Toscani - Of course, it helped to evolve. In fact, today's youth is much more aware than those of twenty or thirty years ago. They are even smarter, have more access to communication, are less violent... Well, gentler (laughs). But there are things you can't do so gently. We need "Gandhis." Gandhi wasn't gentle; he was very tough.

So, the actions of other companies, like Shell and Coca-Cola, which have taken measures to protect the environment and participated in social projects, are also just marketing ploys?
Toscani - I think modern companies should be socio-politically responsible, but marketing managers don't know anything about that; they lack sufficient artistic knowledge. They would do anything for money, even prostitution.

Your campaigns gave the impression that your idea was to transform the system from within. Did it work?
Toscani - Of course, it made a difference. But nothing really changes. You try and do it your way. I don't agree with the system as it is. But what do you want me to do? I also don't agree with traffic, yet I get stuck in a jam. I don't agree with pollution, yet I'm forced to breathe polluted air. I don't agree with bad architecture, but it's in 90% of the constructions.

Would you say you were naïve to think that executives of a large corporation like Benetton could carry out your project?
Toscani - No, I wasn't naïve at all. In one way or another, I created Colors (magazine) and Fabbrica (creativity school in Treviso, Italy). With more or less effort, but I did it.

In the early 2000s, the Canadian NGO Adbusters went so far as to interfere with your posters and accused you of something worse than being a "soft" critic of the system: they said your campaigns exploited human tragedies to sell clothes.
Toscani - (Annoyed) They are outdated conservatives! They are not modern. They don't understand this new language. They want to keep the world with the old language, which has nothing to do with it! Adbusters is made up of outdated advertisers. They don't see differences. They are just negative people.

If it's not "software activism" that will change the world, who or what will?
Toscani - I'm waiting for the true generation that will change things. It's been a long time since they changed.

How do you imagine this new generation?
Toscani - They have to present the new language that this world needs. The language we use is no longer sufficient.
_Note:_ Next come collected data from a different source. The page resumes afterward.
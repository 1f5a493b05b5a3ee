// ==========================================
// 工序执行质量追踪系统 - API 层
// ==========================================
// 职责: 提供业务 API 接口,供命令行与上层服务调用
// ==========================================

pub mod catalog_api;
pub mod config_api;
pub mod error;
pub mod execution_api;
pub mod statistics_api;

// 重导出核心类型
pub use catalog_api::CatalogApi;
pub use config_api::{ConfigApi, GenerateSummaryResponse, ScheduleUpdateResponse};
pub use error::{ApiError, ApiResult};
pub use execution_api::{ExecutionApi, ExecutionResponse, PreviewResponse};
pub use statistics_api::StatisticsApi;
I hope a new generation overcomes this system, and I want to be alive to witness it. Probably, what I would like to see is a total collapse of the economy. I would love that (laughs).

Why?
Toscani - Why not? If you consider values and not money, you'll see that everything is wrong. In the past, money was used to do things; today, things are done to make money. People want to make money to stop working. They hate their jobs. I don't. I love my job. Men express themselves through work, not through their bank accounts. When you visit Rome, you go to see art, the great works, not the banks.

Economic collapse would be the solution?
Toscani - We need a vertical collapse. I want to see executives jumping out of windows due to lack of money. Get rid of all the stupid people. See all the guys in suits shooting at each other at their desks (laughs). Taking poison, jumping out the window. We have to get rid of these people. And quickly.

And what would the world be like after the collapse?
Toscani - If the value were "everyone dancing," for example, Brazil would be the most important country in the world. It would be fantastic! We would appreciate other things than money. Imagine if, instead of money, we had music as a value. It would be a much more interesting world.

This article is to show readers various ways to act politically. What would you do to change the world?
Toscani - Another world would be much worse than this one. I just want to get rid of things that are harmful. If I take out the garbage, it doesn't mean I want to change houses. I don't want to change the world. It's fine the way it is. The only problem is that some people produce a lot of garbage.

And what advice would you give to young Brazilians who want to deal with the "garbage" that exists here?
Toscani - Tell them to take a look around and not be satisfied with all the crap they tell you to buy, consume, and use to be someone.